Captain Charlie Childe (Gloucester Regiment) reports that trench warfare in some sectors has become less than chivalrous with regards the treatment of prisoners:
21/9/15. “Here is a pleasant tit-bit, which ought to be framed in gold. The French Staff report that at Souchez (about 8 miles north of Arras) last week they captured 2000 of the breed, pumped them dry of information, disarmed them and then packed them off down a communication trench. A Zouave or two were waiting round a traverse and, as each Deutsche filed past, he was gracefully and neatly dispatched; cf.
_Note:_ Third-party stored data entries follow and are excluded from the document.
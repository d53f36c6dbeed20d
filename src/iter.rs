//! Uniform iteration over decoded JSON containers.
//!
//! Arrays and objects have different native iteration protocols; consumers
//! that walk arbitrary variation documents (cloning, merging) want one
//! callback contract for both. [`for_each`] provides it: arrays are visited
//! in index order, objects once per key. Scalars and `null` are not
//! containers and produce no calls.

use serde_json::Value;

/// One element of a container visited by [`for_each`].
#[derive(Debug, Clone, Copy, PartialEq)]
pub enum Entry<'a> {
    /// An array element at `index`.
    Item { index: usize, value: &'a Value },
    /// An object field under `key`.
    Field { key: &'a str, value: &'a Value },
}

impl<'a> Entry<'a> {
    /// The element's value, whichever container it came from.
    pub fn value(&self) -> &'a Value {
        match self {
            Entry::Item { value, .. } | Entry::Field { value, .. } => value,
        }
    }
}

/// Invoke `callback` once per element of `container`.
///
/// - Arrays: [`Entry::Item`] for indices `0..len`, in order.
/// - Objects: [`Entry::Field`] for every key. A `serde_json::Map` holds
///   only its own entries, so every visited key belongs to the document
///   itself.
/// - Anything else: no calls.
pub fn for_each<'a, F>(container: &'a Value, mut callback: F)
where
    F: FnMut(Entry<'a>),
{
    match container {
        Value::Array(items) => {
            for (index, value) in items.iter().enumerate() {
                callback(Entry::Item { index, value });
            }
        }
        Value::Object(fields) => {
            for (key, value) in fields {
                callback(Entry::Field { key, value });
            }
        }
        _ => {}
    }
}
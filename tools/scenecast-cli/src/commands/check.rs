//! Check external tools.

use scenecast_common::config::AppConfig;
use scenecast_render_engine::pipeline::check_tools;
use scenecast_render_engine::runner::ProcessRunner;

pub fn run(config: &AppConfig) -> anyhow::Result<()> {
    println!("scenecast Tool Check");
    println!("{}", "=".repeat(50));

    let statuses = check_tools(&ProcessRunner, config);
    for status in &statuses {
        let marker = if status.available { "[OK]" } else { "[MISSING]" };
        println!("{marker} {:<9} {}", status.role, status.program);
    }

    if !config.scene_file.is_file() {
        println!("[WARN] Scene file not found: {}", config.scene_file.display());
    }

    println!();
    if statuses.iter().all(|s| s.available) {
        println!("All tools are available. scenecast is ready.");
        Ok(())
    } else {
        anyhow::bail!("some external tools are missing; see above")
    }
}
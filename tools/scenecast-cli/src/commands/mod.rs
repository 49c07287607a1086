pub mod build;
pub mod check;
pub mod combine;
pub mod manifest;
pub mod render;
pub mod scenes;
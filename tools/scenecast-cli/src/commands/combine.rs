//! Combine rendered scenes into one video.

use std::path::PathBuf;

use scenecast_common::config::AppConfig;
use scenecast_render_engine::combine::{combine, CombineJob};
use scenecast_render_engine::runner::ToolRunner;
use scenecast_scene_model::ResolutionToken;

pub fn run(
    config: &AppConfig,
    runner: &dyn ToolRunner,
    token: ResolutionToken,
    output: Option<PathBuf>,
    report: bool,
) -> anyhow::Result<()> {
    let mut job = CombineJob::from_config(config, token);
    if let Some(output) = output {
        job.output_path = output;
    }
    job.write_report = report;

    println!("Combining scenes from {}", job.layout.quality_dir(&job.token).display());
    println!("  Output: {}", job.output_path.display());

    let summary = combine(runner, &job)?;

    println!();
    println!("Combined {} scene(s): {}", summary.inputs.len(), summary.output_path.display());
    if let Some(secs) = summary.output_duration_secs {
        println!("  Duration: {secs:.2}s");
    }
    if let Some(path) = summary.report_path {
        println!("  Report: {}", path.display());
    }
    Ok(())
}
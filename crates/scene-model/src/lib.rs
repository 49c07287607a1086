//! scenecast Scene Model
//!
//! Defines the data the render and combine pipelines share:
//! - **Scenes:** The single ordered list of renderable segments
//! - **Quality:** Renderer quality selectors and their output directories
//! - **Layout:** Where the renderer writes each scene's video
//!
//! The scene order here is the order of the final combined video.

pub mod layout;
pub mod quality;
pub mod scene;

pub use layout::*;
pub use quality::*;
pub use scene::*;
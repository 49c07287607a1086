//! scenecast CLI — render the animation scenes and combine them into one video.
//!
//! Usage:
//!   scenecast render [QUALITY]     Render every scene (l, m, h, k; default h)
//!   scenecast combine [TOKEN]      Concatenate rendered scenes (default 1080p60)
//!   scenecast build [QUALITY]      Render, then combine
//!   scenecast scenes               List scenes in video order
//!   scenecast manifest [TOKEN]     Print the concat manifest
//!   scenecast check                Check external tools

use std::path::PathBuf;

use clap::{Parser, Subcommand};

use scenecast_common::config::AppConfig;
use scenecast_render_engine::runner::{DryRunRunner, ProcessRunner, ToolRunner};
use scenecast_scene_model::ResolutionToken;

mod commands;

#[derive(Parser)]
#[command(
    name = "scenecast",
    about = "Render animation scenes and stitch them into one video",
    version,
    author
)]
struct Cli {
    /// Enable verbose logging
    #[arg(short, long, global = true)]
    verbose: bool,

    /// Config file (defaults to ./scenecast.json, then the user config)
    #[arg(long, global = true)]
    config: Option<PathBuf>,

    #[command(subcommand)]
    command: Commands,
}

#[derive(Subcommand)]
enum Commands {
    /// Render scenes with the animation renderer
    Render {
        /// Quality token passed to the renderer: l, m, h, or k
        #[arg(default_value = "h")]
        quality: String,

        /// Render only these scenes (repeatable)
        #[arg(long = "scene")]
        scenes: Vec<String>,

        /// Scene-description source file
        #[arg(long)]
        scene_file: Option<PathBuf>,

        /// Print the commands instead of running them
        #[arg(long)]
        dry_run: bool,
    },

    /// Concatenate the rendered scenes without re-encoding
    Combine {
        /// Resolution directory the scenes were rendered into
        #[arg(default_value = ResolutionToken::DEFAULT)]
        token: ResolutionToken,

        /// Output file path
        #[arg(short, long)]
        output: Option<PathBuf>,

        /// Probe every input and write a JSON report next to the output
        #[arg(long)]
        report: bool,

        /// Print the commands instead of running them
        #[arg(long)]
        dry_run: bool,
    },

    /// Render every scene, then combine them
    Build {
        /// Quality token passed to the renderer: l, m, h, or k
        #[arg(default_value = "h")]
        quality: String,

        /// Resolution directory to combine from (derived from quality by default)
        #[arg(long)]
        token: Option<ResolutionToken>,

        /// Probe every input and write a JSON report next to the output
        #[arg(long)]
        report: bool,

        /// Print the commands instead of running them
        #[arg(long)]
        dry_run: bool,
    },

    /// List scenes in video order
    Scenes {
        /// Show expected video paths for this resolution directory
        #[arg(long, default_value = ResolutionToken::DEFAULT)]
        token: ResolutionToken,
    },

    /// Print the concat manifest for a resolution directory
    Manifest {
        #[arg(default_value = ResolutionToken::DEFAULT)]
        token: ResolutionToken,
    },

    /// Check that the renderer, ffmpeg and ffprobe are available
    Check,
}

fn runner(dry_run: bool) -> Box<dyn ToolRunner> {
    if dry_run {
        Box::new(DryRunRunner)
    } else {
        Box::new(ProcessRunner)
    }
}

fn main() -> anyhow::Result<()> {
    let cli = Cli::parse();

    let loaded = AppConfig::load(cli.config.as_deref())
        .map_err(|e| anyhow::anyhow!("Failed to load config: {e}"))?;

    // Initialize logging
    let mut logging = loaded.config.logging.clone();
    if cli.verbose {
        logging.level = "debug".to_string();
    }
    scenecast_common::logging::init_logging(&logging);
    loaded.log_warnings();
    if let Some(source) = &loaded.source {
        tracing::debug!(path = %source.display(), "Loaded config");
    }
    let config = loaded.config;

    match cli.command {
        Commands::Render {
            quality,
            scenes,
            scene_file,
            dry_run,
        } => commands::render::run(&config, runner(dry_run).as_ref(), quality, scenes, scene_file),
        Commands::Combine {
            token,
            output,
            report,
            dry_run,
        } => commands::combine::run(&config, runner(dry_run).as_ref(), token, output, report),
        Commands::Build {
            quality,
            token,
            report,
            dry_run,
        } => commands::build::run(&config, runner(dry_run).as_ref(), quality, token, report),
        Commands::Scenes { token } => commands::scenes::run(&config, token),
        Commands::Manifest { token } => commands::manifest::run(&config, token),
        Commands::Check => commands::check::run(&config),
    }
}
Agag of old. The French don’t want prisoners – all they want is scalps, and you would feel the same after a long weekend in the Glory Hole Orchard.”
Charlie mentioned the “Glory Hole” in his journal last month:
“My four guns covered a frontage which included a bit called the ‘Glory Hole.’ The average distance across to ‘Germany’ is 450 yards, but 40 yards at the ‘Glory Hole’ jutting out into a sharp salient…
A salient is always a cheerful spot. You get potted from all directions, sides, back and front, and in the same way flares go up all night too. Also you come within range of a variety of attractions, such as bombs, rifle-grenades, unpleasantly near snipers, pip-squeaks, whizz-bangs, and all the other devices of the people opposite, and lastly and best of all, their horrible minenwurfer.
This throws a bomb of very high explosive, 3 feet long by 12 inches diameter. The bomb goes vertically up to a great height and then curves over and falls with a soft, heavy ‘wop’ and then, just as you put yourself on the back and say ‘it isn’t going off this time,’ you hear a roar like absolutely nothing on earth and it shakes the ground for two or three acres or more. The effect though is extraordinarily local, just a hole varying from 15 feet by 6 feet to 10 feet by 5 feet.”